Recientemente hemos tenido conocimiento de colegios privados de zonas marginales y hasta de clase media, que enfrentan situaciones financieras precarias, e incluso han cerrado sus operaciones debido a la baja demanda estudiantil o bien a la imposibilidad de subir los costos de matrícula por alumno que se requeriría para lograr un nivel mínimo de rentabilidad y, al mismo tiempo, incrementar las mejoras de sus indicadores de desempeño.

Obviamente el fenómeno está relacionado con el proceso de reforma que experimenta la educación pública en República Dominicana: mayor acceso, mejores infraestructuras y equipamiento, expansión cada año de la modalidad de jornada escolar extendida, dotación de insumos escolares, y obviamente la percepción, en general, de que la inversión en el sector educativo está siendo efectiva. Adicional a esto, los colegios privados, para reclutar y retener buenos docentes tienen que competir con el salario que ostentan éstos en el sistema público.

Actualmente la población que atiende el sector privado ha disminuido a un 22% aproximadamente. Un fenómeno común experimentado en sociedades occidentales es, justamente, esta migración del sector privado al público. De hecho, en muchos países el sector privado atiende solo un por ciento modesto de la población, ya que la educación pública ofrece a las familias garantías de calidad. En estos casos, el sector privado acoge una élite de la población a muy alto costo; la oferta es de buena reputación académica, confesional en muchos casos, caracterizada por una metodología de enseñanza particular o un plan de estudio especializado, bilingüe o multilingüe.

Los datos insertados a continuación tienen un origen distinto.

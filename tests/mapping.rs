//! URL, method and condition-based mapping over HTTP.

use reqwest::{header, Method, StatusCode};
use serde_json::Value;

mod common;

#[tokio::test]
async fn test_any_method_mapping() {
    let server = common::start_server().await;
    let client = common::client();

    for path in ["/hello-basic", "/hello-go"] {
        for method in [Method::GET, Method::POST, Method::PUT, Method::DELETE, Method::PATCH] {
            let res = client
                .request(method.clone(), server.url(path))
                .send()
                .await
                .unwrap();
            assert_eq!(res.status(), StatusCode::OK, "{method} {path}");
        }
    }
}

#[tokio::test]
async fn test_get_only_mapping() {
    let server = common::start_server().await;
    let client = common::client();

    for path in ["/mapping-get-v1", "/mapping-get-v2"] {
        let res = client.get(server.url(path)).send().await.unwrap();
        assert_eq!(res.status(), StatusCode::OK, "{path}");

        let res = client.post(server.url(path)).send().await.unwrap();
        assert_eq!(res.status(), StatusCode::METHOD_NOT_ALLOWED, "{path}");
    }
}

#[tokio::test]
async fn test_path_variables() {
    let server = common::start_server().await;
    let client = common::client();

    let res = client.get(server.url("/mapping/userA")).send().await.unwrap();
    assert_eq!(res.status(), StatusCode::OK);

    let res = client
        .get(server.url("/mapping/users/userA/orders/100"))
        .send()
        .await
        .unwrap();
    assert_eq!(res.status(), StatusCode::OK);

    let res = client
        .get(server.url("/mapping/users/userA/orders/abc"))
        .send()
        .await
        .unwrap();
    assert_eq!(res.status(), StatusCode::BAD_REQUEST);
    let body: Value = res.json().await.unwrap();
    assert_eq!(body["status"], 400);
    assert_eq!(body["error"], "Bad Request");
}

#[tokio::test]
async fn test_param_condition() {
    let server = common::start_server().await;
    let client = common::client();

    let res = client
        .get(server.url("/mapping-param?mode=debug"))
        .send()
        .await
        .unwrap();
    assert_eq!(res.status(), StatusCode::OK);

    let res = client.get(server.url("/mapping-param")).send().await.unwrap();
    assert_eq!(res.status(), StatusCode::BAD_REQUEST);
}

#[tokio::test]
async fn test_header_condition() {
    let server = common::start_server().await;
    let client = common::client();

    let res = client
        .get(server.url("/mapping-header"))
        .header("mode", "debug")
        .send()
        .await
        .unwrap();
    assert_eq!(res.status(), StatusCode::OK);

    let res = client.get(server.url("/mapping-header")).send().await.unwrap();
    assert_eq!(res.status(), StatusCode::NOT_FOUND);
}

#[tokio::test]
async fn test_consumes_condition() {
    let server = common::start_server().await;
    let client = common::client();

    let res = client
        .post(server.url("/mapping-consume"))
        .header(header::CONTENT_TYPE, "application/json")
        .body("{}")
        .send()
        .await
        .unwrap();
    assert_eq!(res.status(), StatusCode::OK);

    let res = client
        .post(server.url("/mapping-consume"))
        .header(header::CONTENT_TYPE, "text/plain")
        .body("{}")
        .send()
        .await
        .unwrap();
    assert_eq!(res.status(), StatusCode::UNSUPPORTED_MEDIA_TYPE);
}

#[tokio::test]
async fn test_produces_condition() {
    let server = common::start_server().await;
    let client = common::client();

    let res = client
        .post(server.url("/mapping-produce"))
        .header(header::ACCEPT, "text/plain")
        .send()
        .await
        .unwrap();
    assert_eq!(res.status(), StatusCode::OK);
    assert_eq!(res.headers()[header::CONTENT_TYPE], "text/plain");

    let res = client
        .post(server.url("/mapping-produce"))
        .header(header::ACCEPT, "application/json")
        .send()
        .await
        .unwrap();
    assert_eq!(res.status(), StatusCode::NOT_ACCEPTABLE);
}
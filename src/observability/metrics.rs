//! Metrics collection and exposition.
//!
//! # Metrics
//! - `http_requests_total` (counter): requests by method, route, status
//! - `http_request_duration_seconds` (histogram): latency distribution

use std::net::SocketAddr;
use std::time::Instant;

use axum::{
    body::Body,
    extract::MatchedPath,
    http::Request,
    middleware::Next,
    response::Response,
};
use metrics_exporter_prometheus::PrometheusBuilder;

/// Start the Prometheus scrape endpoint on `addr`.
pub fn init_metrics(addr: SocketAddr) {
    match PrometheusBuilder::new().with_http_listener(addr).install() {
        Ok(()) => tracing::info!(address = %addr, "Metrics endpoint listening"),
        Err(e) => tracing::error!(address = %addr, error = %e, "Failed to install metrics exporter"),
    }
}

pub fn record_request(method: &str, status: u16, route: &str, start: Instant) {
    let status = status.to_string();
    metrics::counter!(
        "http_requests_total",
        "method" => method.to_string(),
        "route" => route.to_string(),
        "status" => status.clone()
    )
    .increment(1);
    metrics::histogram!(
        "http_request_duration_seconds",
        "method" => method.to_string(),
        "route" => route.to_string(),
        "status" => status
    )
    .record(start.elapsed().as_secs_f64());
}

/// Route label for requests that reach the fallback handler.
pub const UNMATCHED_ROUTE: &str = "unmatched";

/// Route layer recording one sample per request to a mapped route.
/// Unmapped paths are recorded by the fallback handler.
pub async fn track_metrics(matched: MatchedPath, request: Request<Body>, next: Next) -> Response {
    let start = Instant::now();
    let method = request.method().to_string();

    let response = next.run(request).await;

    record_request(&method, response.status().as_u16(), matched.as_str(), start);
    response
}
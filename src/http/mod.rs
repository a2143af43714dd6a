//! HTTP protocol handling subsystem.
//!
//! # Data Flow
//! ```text
//! TCP connection
//!     → server.rs (Axum setup, middleware stack)
//!     → request.rs (request id, per-request span)
//!     → routing + controllers (binding, handler)
//!     → response.rs (error documents, fallback)
//!     → Send to client
//! ```

pub mod request;
pub mod response;
pub mod server;

pub use request::{MakeRequestUuid, RequestIdSpan, X_REQUEST_ID};
pub use server::HttpServer;
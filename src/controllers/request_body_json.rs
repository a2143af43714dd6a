//! JSON request bodies.

use axum::{
    body::Bytes,
    extract::rejection::{BytesRejection, StringRejection},
    routing::post,
    Json, Router,
};

use crate::binding::{parse_json, BindError, JsonBody};
use crate::model::HelloData;

pub fn routes() -> Router {
    Router::new()
        .route("/request-body-json-v1", post(request_body_json_v1))
        .route("/request-body-json-v2", post(request_body_json_v2))
        .route("/request-body-json-v3", post(request_body_json_v3))
        .route("/request-body-json-v4", post(request_body_json_v4))
        .route("/request-body-json-v5", post(request_body_json_v5))
}

/// Reads the body as bytes and deserializes it by hand.
async fn request_body_json_v1(
    body: Result<Bytes, BytesRejection>,
) -> Result<&'static str, BindError> {
    let body = body?;
    let message_body = String::from_utf8_lossy(&body);
    tracing::info!(%message_body, "request-body-json-v1");

    let hello_data: HelloData = parse_json(&message_body)?;
    tracing::info!(username = %hello_data.username, age = hello_data.age, "request-body-json-v1");
    Ok("ok")
}

async fn request_body_json_v2(
    message_body: Result<String, StringRejection>,
) -> Result<&'static str, BindError> {
    let message_body = message_body?;
    tracing::info!(%message_body, "request-body-json-v2");

    let hello_data: HelloData = parse_json(&message_body)?;
    tracing::info!(username = %hello_data.username, age = hello_data.age, "request-body-json-v2");
    Ok("ok")
}

async fn request_body_json_v3(JsonBody(hello_data): JsonBody<HelloData>) -> &'static str {
    tracing::info!(username = %hello_data.username, age = hello_data.age, "request-body-json-v3");
    "ok"
}

async fn request_body_json_v4(body: JsonBody<HelloData>) -> &'static str {
    let hello_data = body.0;
    tracing::info!(username = %hello_data.username, age = hello_data.age, "request-body-json-v4");
    "ok"
}

/// Echoes the bound object back as JSON.
async fn request_body_json_v5(JsonBody(hello_data): JsonBody<HelloData>) -> Json<HelloData> {
    tracing::info!(username = %hello_data.username, age = hello_data.age, "request-body-json-v5");
    Json(hello_data)
}
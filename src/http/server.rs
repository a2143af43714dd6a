//! HTTP server setup and configuration.
//!
//! # Responsibilities
//! - Create the Axum Router with all controllers
//! - Wire up middleware (request id, tracing, timeout, body limit, metrics)
//! - Serve on a listener until shutdown is signalled

use std::time::Duration;

use axum::{extract::DefaultBodyLimit, middleware, Router};
use tokio::net::TcpListener;
use tower_http::{
    request_id::{PropagateRequestIdLayer, SetRequestIdLayer},
    timeout::TimeoutLayer,
    trace::TraceLayer,
};

use crate::config::AppConfig;
use crate::controllers;
use crate::http::request::{MakeRequestUuid, RequestIdSpan};
use crate::http::response::not_found;
use crate::lifecycle::ShutdownSignal;
use crate::observability::metrics::track_metrics;

/// HTTP server for the handler catalog.
pub struct HttpServer {
    router: Router,
}

impl HttpServer {
    pub fn new(config: AppConfig) -> Self {
        Self {
            router: Self::build_router(&config),
        }
    }

    /// Build the Axum router with all middleware layers.
    #[allow(deprecated)]
    pub fn build_router(config: &AppConfig) -> Router {
        controllers::router()
            .route_layer(middleware::from_fn(track_metrics))
            .fallback(not_found)
            .layer(DefaultBodyLimit::max(config.limits.max_body_size))
            .layer(TimeoutLayer::new(Duration::from_secs(config.timeouts.request_secs)))
            .layer(PropagateRequestIdLayer::x_request_id())
            .layer(TraceLayer::new_for_http().make_span_with(RequestIdSpan))
            .layer(SetRequestIdLayer::x_request_id(MakeRequestUuid))
    }

    /// Run the server until `shutdown` fires, then drain in-flight requests.
    pub async fn run(self, listener: TcpListener, shutdown: ShutdownSignal) -> Result<(), std::io::Error> {
        let addr = listener.local_addr()?;
        tracing::info!(address = %addr, "HTTP server starting");

        axum::serve(listener, self.router)
            .with_graceful_shutdown(shutdown.recv())
            .await?;

        tracing::info!("HTTP server stopped");
        Ok(())
    }
}
//! Response helpers shared by handlers and middleware.

use std::time::Instant;

use axum::{
    http::{Method, StatusCode, Uri},
    response::{IntoResponse, Response},
    Json,
};
use serde_json::json;

use crate::observability::metrics::{record_request, UNMATCHED_ROUTE};

/// JSON error document used for every failure the service reports.
pub fn error_response(status: StatusCode, message: impl Into<String>) -> Response {
    let body = json!({
        "status": status.as_u16(),
        "error": status.canonical_reason().unwrap_or("Unknown"),
        "message": message.into(),
    });
    (status, Json(body)).into_response()
}

/// Fallback for paths no controller maps.
pub async fn not_found(method: Method, uri: Uri) -> Response {
    let start = Instant::now();
    tracing::debug!(path = %uri.path(), "No route matched");
    let response = error_response(StatusCode::NOT_FOUND, format!("no handler for {}", uri.path()));
    record_request(method.as_str(), StatusCode::NOT_FOUND.as_u16(), UNMATCHED_ROUTE, start);
    response
}
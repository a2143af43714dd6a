//! Observability subsystem.
//!
//! # Data Flow
//! ```text
//! Handlers and middleware produce:
//!     → logging.rs (structured log events)
//!     → metrics.rs (counters, histograms)
//!
//! Consumers:
//!     → stdout
//!     → Metrics endpoint (Prometheus scrape)
//! ```
//!
//! # Design Decisions
//! - Request ID is attached to the span of every request
//! - Recording metrics without an installed exporter is a no-op

pub mod logging;
pub mod metrics;
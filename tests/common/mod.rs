//! Shared utilities for integration tests.

#![allow(dead_code)]

use std::net::SocketAddr;

use mvc_basic::config::AppConfig;
use mvc_basic::{HttpServer, Shutdown};
use tokio::net::TcpListener;

/// A server running on an ephemeral port; stops when dropped.
pub struct TestServer {
    pub addr: SocketAddr,
    shutdown: Shutdown,
}

impl TestServer {
    pub fn url(&self, path: &str) -> String {
        format!("http://{}{}", self.addr, path)
    }
}

impl Drop for TestServer {
    fn drop(&mut self) {
        self.shutdown.trigger();
    }
}

/// Start the full application with `config` on 127.0.0.1.
pub async fn start_server_with(mut config: AppConfig) -> TestServer {
    let listener = TcpListener::bind("127.0.0.1:0").await.unwrap();
    let addr = listener.local_addr().unwrap();
    config.listener.bind_address = addr.to_string();

    let shutdown = Shutdown::new();
    let server = HttpServer::new(config);
    let signal = shutdown.subscribe();
    tokio::spawn(async move {
        let _ = server.run(listener, signal).await;
    });

    TestServer { addr, shutdown }
}

pub async fn start_server() -> TestServer {
    start_server_with(AppConfig::default()).await
}

pub fn client() -> reqwest::Client {
    reqwest::Client::builder()
        .pool_max_idle_per_host(0)
        .no_proxy()
        .build()
        .unwrap()
}
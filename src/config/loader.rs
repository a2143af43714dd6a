//! Configuration loading from disk.

use std::fs;
use std::path::Path;

use thiserror::Error;

use crate::config::schema::AppConfig;
use crate::config::validation::{validate_config, ValidationError};

/// Error type for configuration loading.
#[derive(Debug, Error)]
pub enum ConfigError {
    #[error("IO error: {0}")]
    Io(#[from] std::io::Error),

    #[error("Parse error: {0}")]
    Parse(#[from] toml::de::Error),

    #[error("Validation failed: {}", join(.0))]
    Validation(Vec<ValidationError>),
}

fn join(errors: &[ValidationError]) -> String {
    errors
        .iter()
        .map(ToString::to_string)
        .collect::<Vec<_>>()
        .join(", ")
}

/// Parse and validate configuration from TOML text.
pub fn parse_config(content: &str) -> Result<AppConfig, ConfigError> {
    let config: AppConfig = toml::from_str(content)?;
    validate_config(&config).map_err(ConfigError::Validation)?;
    Ok(config)
}

/// Load and validate configuration from a TOML file.
pub fn load_config(path: &Path) -> Result<AppConfig, ConfigError> {
    let content = fs::read_to_string(path)?;
    parse_config(&content)
}

#[cfg(test)]
mod tests {
    use super::*;

    #[test]
    fn test_partial_config_uses_defaults() {
        let config = parse_config(
            r#"
            [listener]
            bind_address = "127.0.0.1:9000"

            [observability]
            log_level = "debug"
            "#,
        )
        .unwrap();

        assert_eq!(config.listener.bind_address, "127.0.0.1:9000");
        assert_eq!(config.observability.log_level, "debug");
        assert_eq!(config.timeouts.request_secs, 30);
        assert_eq!(config.limits.max_body_size, 2 * 1024 * 1024);
    }

    #[test]
    fn test_empty_config_is_default() {
        let config = parse_config("").unwrap();
        assert_eq!(config.listener.bind_address, "0.0.0.0:8080");
    }

    #[test]
    fn test_invalid_values_are_reported() {
        let err = parse_config("[timeouts]\nrequest_secs = 0\n").unwrap_err();
        assert!(matches!(err, ConfigError::Validation(_)));
        assert_eq!(
            err.to_string(),
            "Validation failed: timeouts.request_secs must be greater than zero"
        );

        let err = parse_config("[limits]\nmax_body_size = \"big\"\n").unwrap_err();
        assert!(matches!(err, ConfigError::Parse(_)));
    }

    #[test]
    fn test_missing_file() {
        let err = load_config(Path::new("/nonexistent/mvc-basic.toml")).unwrap_err();
        assert!(matches!(err, ConfigError::Io(_)));
    }
}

Parece una dinámica social natural y justa para los ciudadanos que tributamos de cara a la obtención de cobertura de servicios básicos con cierta dignidad. No obstante, en nuestro país, preocupa si la oferta de educación pública va a poder solventar el compromiso que esta migración implica. No me refiero a la cantidad de estudiantes que puede acoger el sistema, me refiero a la capacidad estatal de proveer un contenido educativo con la calidad y pertinencia que se espera. Si esta reforma no apunta con cierta premura a la mejora sustancial de un proceso más efectivo de enseñanza y aprendizaje, a la vez que se hace más eficiente la gestión institucional de los centros educativos, podemos estar condenando a una franja cada vez mayor de jóvenes a una pobre educación y abriendo aún más la brecha social y económica entre los que tienen oportunidades significativas de aprendizaje y los que no.